Must have been a weird sight for the neighbors.

If all of the spots on the couch were taken, my dog would scratch the door to go out and when someone gets up he would take their spot.

My golden retriever leaves a shoe on the bed, without fail, for my wife or I to find if we are both gone at the same time. My theory is that she did it once, and we came home, so now she does it every time we leave to ensure that we come back. Like a doggy superstition.
After doing this for years, my wife had to leave the state for a week. My first day back from work, there was a shoe on the bed. Normal. After my second day back (wife is still gone), there were three shoes on the bed. After my third day returning from work alone, every shoe and boot in the house was laid out on the bed and couches, and all of my wife’s dirty socks were in a bowl.
It may not be the smartest thing she’s ever done, but it really made me think about how she thinks.

My cat (about 4 months old at the time) hadn’t come back for at least 2 days and I looked for her everywhere. I was getting worried since she never really left for more then a couple of hours. I guess my Labrador sensed how worried I was and realized it was because of the cat. So he decided to run out the door, while I wasn’t playing attention. (He also knows how to open doors.) I didn’t realize till later and I thought I had lost both of them. When around 8pm I heard meowing coming from outside. When I looked outside I saw my lab holding my kitten by the head.

My dog is super sneaky. He’s not allowed on the furniture, and never ever tries to get up on the couch or bed unless we invite him. One day I was taking a shower and had forgotten a body wash I had just purchased, so I left the shower running and ran out to my room to grab it really fast. I found him on the couch happily rolling around on his back. As soon as he realized I was there he froze for a moment, jumped off the couch and ran to his bed. That’s when I realized the little jerk waits for me to get in the shower to get on the furniture and knows to listen for me to turn the shower off so he knows when to stop!

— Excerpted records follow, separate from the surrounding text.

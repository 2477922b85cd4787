use std::sync::Arc;

use super::*;
use crate::{
    assets::store::{AssetKind, AssetSet, PreparedImage},
    compose::compositor::FrameStyle,
    compose::plan::TextOp,
    encode::sink::InMemorySink,
    foundation::core::{Affine, Rect, Rgba8},
};

/// Counts draw calls and returns an empty frame of the right size.
#[derive(Default)]
struct CountingSurface {
    canvas: Option<Canvas>,
    images: usize,
    texts: usize,
    finished: usize,
    fail_at_frame: Option<usize>,
}

impl DrawSurface for CountingSurface {
    fn begin_frame(&mut self, canvas: Canvas) -> SunflowerResult<()> {
        self.canvas = Some(canvas);
        self.images = 0;
        self.texts = 0;
        Ok(())
    }

    fn clear(&mut self, _color: Rgba8) -> SunflowerResult<()> {
        Ok(())
    }

    fn draw_image_region(
        &mut self,
        _image: &PreparedImage,
        _src: Rect,
        _dst: Rect,
    ) -> SunflowerResult<()> {
        self.images += 1;
        Ok(())
    }

    fn draw_image_transformed(
        &mut self,
        _image: &PreparedImage,
        _transform: Affine,
        _opacity: f32,
    ) -> SunflowerResult<()> {
        self.images += 1;
        Ok(())
    }

    fn fill_rect(&mut self, _rect: Rect, _color: Rgba8) -> SunflowerResult<()> {
        Ok(())
    }

    fn draw_text(&mut self, _text: &TextOp) -> SunflowerResult<()> {
        self.texts += 1;
        Ok(())
    }

    fn finish_frame(&mut self) -> SunflowerResult<FrameRGBA> {
        let canvas = self
            .canvas
            .ok_or_else(|| SunflowerError::render("finish before begin"))?;
        if self.fail_at_frame == Some(self.finished) {
            return Err(SunflowerError::render("surface lost"));
        }
        self.finished += 1;
        Ok(FrameRGBA {
            width: canvas.width,
            height: canvas.height,
            data: Vec::new(),
            premultiplied: true,
        })
    }
}

fn image(width: u32, height: u32) -> PreparedImage {
    PreparedImage {
        width,
        height,
        rgba8_premul: Arc::new(vec![255; (width * height * 4) as usize]),
    }
}

fn sunflower() -> Sunflower {
    let assets = AssetSet::from_fn(|kind| {
        Ok(match kind {
            AssetKind::Circle => image(100, 100),
            AssetKind::FrontPetal => image(30, 60),
            AssetKind::BackPetal => image(32, 64),
            AssetKind::Stem => image(40, 400),
            AssetKind::LeftLeaf => image(120, 50),
            AssetKind::RightLeaf => image(110, 48),
            AssetKind::Photo => image(360, 240),
        })
    })
    .unwrap();
    Sunflower::new(assets, FrameStyle::default())
}

fn canvas() -> Canvas {
    Canvas {
        width: 720,
        height: 1280,
    }
}

fn opts(taps: Vec<ScriptedTap>) -> PlaybackOpts {
    PlaybackOpts {
        fps: Fps { num: 10, den: 1 },
        hold_after_idle: Duration::from_secs(1),
        max_duration: Duration::from_secs(60),
        taps,
    }
}

fn ms(v: u64) -> Duration {
    Duration::from_millis(v)
}

#[test]
fn run_stops_after_holding_idle() {
    let mut player =
        Player::new(sunflower(), CountingSurface::default(), canvas(), opts(vec![])).unwrap();
    let mut sink = InMemorySink::new();
    let summary = player.run(&mut sink).unwrap();

    assert_eq!(summary.frames, 131);
    assert_eq!(summary.last_frame_at, ms(13_000));
    assert!(summary.ended_idle);
    assert_eq!(summary.restarts, 0);

    assert!(sink.is_ended());
    let cfg = sink.config().unwrap();
    assert_eq!((cfg.width, cfg.height), (720, 1280));
    let indices: Vec<u64> = sink.frames().iter().map(|(i, _)| i.0).collect();
    assert_eq!(indices, (0..131).collect::<Vec<_>>());
}

#[test]
fn tap_on_button_replays_the_animation() {
    let taps = vec![ScriptedTap {
        at: ms(13_500),
        point: Point::new(100.0, 60.0),
    }];
    let mut player =
        Player::new(sunflower(), CountingSurface::default(), canvas(), opts(taps)).unwrap();
    let mut sink = InMemorySink::new();
    let summary = player.run(&mut sink).unwrap();

    assert_eq!(summary.restarts, 1);
    // Restarted at 13.5 s, idle 12 s later, then held for 1 s.
    assert_eq!(summary.last_frame_at, ms(26_500));
    assert_eq!(summary.frames, 266);
    assert!(summary.ended_idle);
}

#[test]
fn tap_beside_button_is_ignored() {
    let taps = vec![ScriptedTap {
        at: ms(13_500),
        point: Point::new(500.0, 700.0),
    }];
    let mut player =
        Player::new(sunflower(), CountingSurface::default(), canvas(), opts(taps)).unwrap();
    let mut sink = InMemorySink::new();
    let summary = player.run(&mut sink).unwrap();

    assert_eq!(summary.restarts, 0);
    assert_eq!(summary.last_frame_at, ms(13_500));
}

#[test]
fn max_duration_caps_playback() {
    let mut o = opts(vec![]);
    o.max_duration = ms(5_000);
    let mut player = Player::new(sunflower(), CountingSurface::default(), canvas(), o).unwrap();
    let mut sink = InMemorySink::new();
    let summary = player.run(&mut sink).unwrap();

    assert_eq!(summary.frames, 51);
    assert!(!summary.ended_idle);
}

#[test]
fn single_frame_places_stage_starts_on_frame_instants() {
    let mut o = opts(vec![]);
    o.fps = Fps {
        num: 30_000,
        den: 1001,
    };
    let mut player = Player::new(sunflower(), CountingSurface::default(), canvas(), o).unwrap();
    player.render_frame_at(ms(2_600)).unwrap();

    let state = player.sunflower().state();
    let stem = state.stem_start().unwrap();
    let leaves = state.leaves_start().unwrap();
    assert_eq!(leaves - stem, Duration::from_nanos(2_002_000_000));
}

#[test]
fn single_idle_frame_draws_the_restart_texts() {
    let mut player =
        Player::new(sunflower(), CountingSurface::default(), canvas(), opts(vec![])).unwrap();
    player.render_frame_at(ms(20_000)).unwrap();
    assert!(player.sunflower().restart_control().is_visible());

    let (_, surface) = player.into_parts();
    assert_eq!(surface.texts, 2);
    assert_eq!(surface.images, 4 + 16 + 1);
}

#[test]
fn failed_frame_aborts_the_sink() {
    let surface = CountingSurface {
        fail_at_frame: Some(5),
        ..CountingSurface::default()
    };
    let mut player = Player::new(sunflower(), surface, canvas(), opts(vec![])).unwrap();
    let mut sink = InMemorySink::new();
    let err = player.run(&mut sink).unwrap_err();

    assert!(matches!(err, SunflowerError::Render(_)));
    assert!(sink.is_aborted());
    assert!(!sink.is_ended());
    assert_eq!(sink.frames().len(), 5);
}

#[test]
fn sink_errors_abort_too() {
    // A sink that was never begun rejects the first frame; the player still tears it down.
    struct Unopened(InMemorySink);
    impl FrameSink for Unopened {
        fn begin(&mut self, _cfg: SinkConfig) -> SunflowerResult<()> {
            Ok(())
        }
        fn push_frame(&mut self, idx: FrameIndex, frame: &FrameRGBA) -> SunflowerResult<()> {
            self.0.push_frame(idx, frame)
        }
        fn end(&mut self) -> SunflowerResult<()> {
            self.0.end()
        }
        fn abort(&mut self) {
            self.0.abort();
        }
    }
    let mut player =
        Player::new(sunflower(), CountingSurface::default(), canvas(), opts(vec![])).unwrap();
    let mut unopened = Unopened(InMemorySink::new());
    assert!(player.run(&mut unopened).is_err());
    assert!(unopened.0.is_aborted());
}

#[test]
fn rejects_bad_options() {
    let mut o = opts(vec![]);
    o.fps = Fps { num: 0, den: 1 };
    assert!(Player::new(sunflower(), CountingSurface::default(), canvas(), o).is_err());

    let mut o = opts(vec![]);
    o.max_duration = Duration::ZERO;
    assert!(Player::new(sunflower(), CountingSurface::default(), canvas(), o).is_err());

    let empty = Canvas {
        width: 0,
        height: 10,
    };
    assert!(Player::new(sunflower(), CountingSurface::default(), empty, opts(vec![])).is_err());
}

My chickens held a funeral.
In our flock of maybe ten bantams, there was one elderly, respected hen. Even the brash rooster, who would spend most of his time chasing other chickens away from ‘his’ feed, meekly made space for Grey Girl when she slowly made her way over to the chicken feed. She was mother and grandmother to many of them, and you could tell how much they esteemed her.
One morning, I open the chicken coop as usual, but not a chook was to be seen. Normally they’d be all running out to find the night’s bounty of bugs, but not this morning. I walk inside the pen to see what’s up.
There is a circle of chickens. An actual circle, with Grey Girl’s body right in the middle. All the chooks are making this weird wailing sound, which I had never heard before. I am in no doubt they were mourning the passing of their elder mother.
What’s more, the body was lying outside the shed where she would have been roosting. There is a good chance that she was actually pulled out of the claustrophobic, poo-filled shed and placed in the open space by the chickens, so they could pay their respects.
After about half an hour the chooks all wandered off and I buried the body. And I never saw that behaviour again.